Voici quelques exemples de publicités dangereuses situées à Lausanne, Pully, Paudex et Belmont-sur-Lausanne et Fribourg. Des milliers d’autres publicités de ce type sont référencées sur l’outil géolocalisation de la SGA.

 

6. Le trafic des données privées

En Suisse,  la publicité ne se contente pas de mettre la vie des usagers de la route en danger, de mentir, d’alimenter une société de consommation où les individus sont chaque jour davantage obligés de fréquenter des réclames agressives. Le système publicitaire n’hésite pas à violer la sphère la plus intime des gens afin de la commercialiser. De nombreuses entreprises privées et les communes récoltent, utilisent et transmettent les données privées des habitants sans leurs consentements à des fins publicitaires. Ils le font par l’intermédiaire des offices de la population des communes ou grâce aux signaux émis par les téléphones portables, les appareils de géolocalisation (GPS), certaines caméras de surveillance, les données des feux de signalisation routière. Or, ce détournement des données privées n’est pas le seul fait d’entreprises qui opéreraient dans des régions reculées du monde à l’abri d’une législation suisse au service des individus. Non, le recel de données privées œuvre directement depuis le territoire suisse et presque au grand jour. Quelques heures d’investigation suffisent à dévoiler ses manœuvres. La Poste, les opérateurs de télécommunication (Swisscom, Sunrise, Salt, etc.), de nombreuses municipalités participent directement ou indirectement à alimenter ce système, par exemple, lorsque une personne qui contracte un raccordement téléphonique auprès d’un opérateur comme Swisscom est forcée de partager des données privées avec le prestataire de service.

L’ensemble des données privées des clients forment ce que les publicitaires appellent un fichier clients. Ce fichier, qui est la plupart du temps une base de données informatique, contient les données personnelles et privées des individus auxquelles l’entreprise associe d’autres informations, ce qui permet à l’entreprise et aux acheteurs du fichier clients d’effectuer des recherches dans la base de données selon le segment du marché qui les intéresse. Grâce à ces fichiers, l’annonceur ou le vendeur peut démarcher directement la cible sans passer par le réseau de distribution que le consommateur choisit de fréquenter ou non, d’où le nom que donne les professionnels de la stratégie de vente à cette partie de leur activité : la mercatique directe (marketing direct).

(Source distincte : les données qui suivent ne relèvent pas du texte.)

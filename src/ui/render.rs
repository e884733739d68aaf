//! UI renderer implementation.
//!
//! [Screen::project] turns a [Navigator] snapshot and the terminal size into the
//! exact strings that end up on screen. [render] draws that projection with ratatui.
//! Nothing here mutates navigator state.

use crate::app::Navigator;
use crate::core::fm;
use crate::ui::widgets;
use crate::utils::clip_to_width;

use ratatui::{
    Frame,
    layout::{Constraint, Direction, Layout, Rect},
    style::{Color, Modifier, Style},
    text::{Line, Span},
    widgets::Paragraph,
};

/// Rows used by the header, the separator and the footer.
pub const CHROME_ROWS: u16 = 3;

pub const TITLE: &str = "RMTK";
pub const NO_MATCHES: &str = "No matching files";
pub const NO_FILES: &str = "No files in this directory";
pub const FOOTER_HELP: &str = " ↑/k: Up | ↓/j: Down | gg: Top | G: Bottom | Ctrl+U/D: Half Page | /: Search | Enter: Open | Esc: Exit Search | q: Quit ";

const SELECTION_MARKER: &str = "> ";
const INDENT: &str = "  ";

/// Number of entry rows that fit in a terminal of the given height.
#[inline]
pub fn viewport_height(terminal_height: u16) -> usize {
    terminal_height.saturating_sub(CHROME_ROWS) as usize
}

/// One visible entry row.
#[derive(Debug, Clone, PartialEq)]
pub struct Row {
    pub label: String,
    pub selected: bool,
}

#[derive(Debug, Clone, PartialEq)]
pub enum Body {
    Entries(Vec<Row>),
    Empty(String),
}

/// Everything drawn in one frame, top to bottom.
#[derive(Debug, Clone, PartialEq)]
pub struct Screen {
    pub header: String,
    pub body: Body,
    pub footer: String,
    /// The footer carries a status message instead of the key help.
    pub is_status: bool,
}

impl Screen {
    /// Projects the navigator onto a `width` x `height` character grid.
    ///
    /// Directory entries get a trailing `/`; a failed lookup is treated as a plain file.
    pub fn project(nav: &Navigator, width: u16, height: u16, status: Option<&str>) -> Self {
        let width = width as usize;
        let rows = viewport_height(height);

        let header = if nav.is_searching() {
            format!(
                " {} - {} [Search: {}] ",
                TITLE,
                nav.current_dir().display(),
                nav.query()
            )
        } else {
            format!(" {} - {} ", TITLE, nav.current_dir().display())
        };

        let displayed = nav.displayed();
        let body = if displayed.is_empty() {
            let msg = if nav.query().is_empty() {
                NO_FILES
            } else {
                NO_MATCHES
            };
            Body::Empty(clip_to_width(&format!("{INDENT}{msg}"), width))
        } else {
            // The navigator keeps at least one row; a terminal shorter than the chrome has none.
            let entries = nav
                .visible()
                .iter()
                .take(rows)
                .enumerate()
                .map(|(i, entry)| {
                    let selected = nav.offset() + i == nav.cursor();
                    let mut label = String::from(if selected { SELECTION_MARKER } else { INDENT });
                    label.push_str(&entry.name_str());
                    if fm::is_dir(&nav.current_dir().join(entry.name())) {
                        label.push('/');
                    }
                    Row {
                        label: clip_to_width(&label, width),
                        selected,
                    }
                })
                .collect();
            Body::Entries(entries)
        };

        let (footer, is_status) = match status {
            Some(msg) => (format!(" {msg} "), true),
            None => (FOOTER_HELP.to_string(), false),
        };

        Screen {
            header: clip_to_width(&header, width),
            body,
            footer: clip_to_width(&footer, width),
            is_status,
        }
    }
}

/// Renders the whole browser for the current frame.
pub fn render(frame: &mut Frame, nav: &Navigator, status: Option<&str>) {
    let area = frame.area();
    let screen = Screen::project(nav, area.width, area.height, status);
    draw_screen(frame, area, &screen);
}

/// Splits `area` into header, separator, list and footer rows.
pub fn layout_chunks(area: Rect) -> Vec<Rect> {
    Layout::default()
        .direction(Direction::Vertical)
        .constraints([
            Constraint::Length(1),
            Constraint::Length(1),
            Constraint::Min(0),
            Constraint::Length(1),
        ])
        .split(area)
        .to_vec()
}

fn draw_screen(frame: &mut Frame, area: Rect, screen: &Screen) {
    let chunks = layout_chunks(area);
    let bar_style = Style::default().add_modifier(Modifier::REVERSED);

    widgets::draw_bar(frame, chunks[0], &screen.header, bar_style);
    widgets::draw_rule(frame, chunks[1], Style::default().fg(Color::White));

    match &screen.body {
        Body::Entries(rows) => {
            let lines: Vec<Line> = rows
                .iter()
                .map(|row| {
                    if row.selected {
                        Line::from(Span::styled(row.label.as_str(), bar_style))
                    } else {
                        Line::from(Span::raw(row.label.as_str()))
                    }
                })
                .collect();
            frame.render_widget(Paragraph::new(lines), chunks[2]);
        }
        Body::Empty(msg) => {
            frame.render_widget(
                Paragraph::new(Span::styled(msg.as_str(), Style::default().fg(Color::Red))),
                chunks[2],
            );
        }
    }

    let footer_style = if screen.is_status {
        Style::default().fg(Color::Red)
    } else {
        bar_style
    };
    widgets::draw_bar(frame, chunks[3], &screen.footer, footer_style);
}
//! Command-line argument parsing for rmtk.
//!
//! When invoked with no args (`rmtk`), the browser opens the configured default
//! directory or the current working directory.

use crate::config::Config;

use clap::Parser;
use std::path::PathBuf;

#[derive(Parser, Debug)]
#[command(
    name = "rmtk",
    version,
    about = "Browse directories in the terminal and open documents in an external viewer"
)]
pub struct Cli {
    /// Directory to open (defaults to the configured default_path, then the current directory)
    pub path: Option<PathBuf>,

    /// Use this config file instead of ~/.config/rmtk/rmtk.toml
    #[arg(long, env = "RMTK_CONFIG", value_name = "FILE")]
    pub config: Option<PathBuf>,

    /// Write a default config file and exit
    #[arg(long)]
    pub init: bool,
}

impl Cli {
    /// The config file this invocation reads or `--init` writes.
    pub fn config_path(&self) -> PathBuf {
        self.config.clone().unwrap_or_else(Config::default_path)
    }
}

En France, toute création de fichier clients doit être déclarée à la CNIL, qui veille à la légalité de leur utilisation. Mais la condescendance de la CNIL à l’égard du système publicitaire n’a d’égal que celle de l’appareil de contrôle suisse (Loi sur la protection des données, le préposé fédérale à la protection des données, le préposé cantonal) vis-à-vis du système publicitaire autochtone ou étranger. Les entreprises comme Swisscom — mais les PTT avant ça — vendent donc les données personnelles de leurs clients à des sociétés de mercatique directe, qui à leur tour les revendent à des entreprises qui souhaitent lancer une campagne de publicité ciblée.

Les campagnes peuvent prendre plusieurs formes tels le démarchage téléphonique, le porte-à-porte, le publipostage ou l’envoi de courrier postal nominal ou non. C’est de cette manière que la Fondation BVA, une des entreprises de mercatique directe  partenaire de Swisscom, mais aussi la Poste ou Foxbox proposent la vente et la location d’adresses privées du canton de Vaud aux sociétés qui en font la demande.

Ce trafic de fichage de la population a été dénoncé en 2007 par la FRC, mais de nombreuses communes n’ont toujours pas renoncé à ces pratiques. Pour un exemple, voir l’interpellation de Fabio Marchetto (15 mars, 2016, Pully) et la réponse ubuesque de la Municipalité.

 

 

 

Notes   [ + ]

1. Voir http://www.frc.ch/wp-content/uploads/2012/12/121217-bilan-2012-agenda-2013-alliance-dotx-2.pdf ou http://www.hug-ge.ch/sites/interhug/files/structures/contrepoids/documents/kiwi2reesumef06112012.pdf
2. Ainsi, en novembre 2016, la commune de Lutry a refusé de fournir le contrat qui la lie à la SGA alors qu’il est prévu par la loi cantonale sur l’information (Linfo) que soit garantie « la transparence des activités des autorités afin de favoriser la libre formation de l’opinion publique ».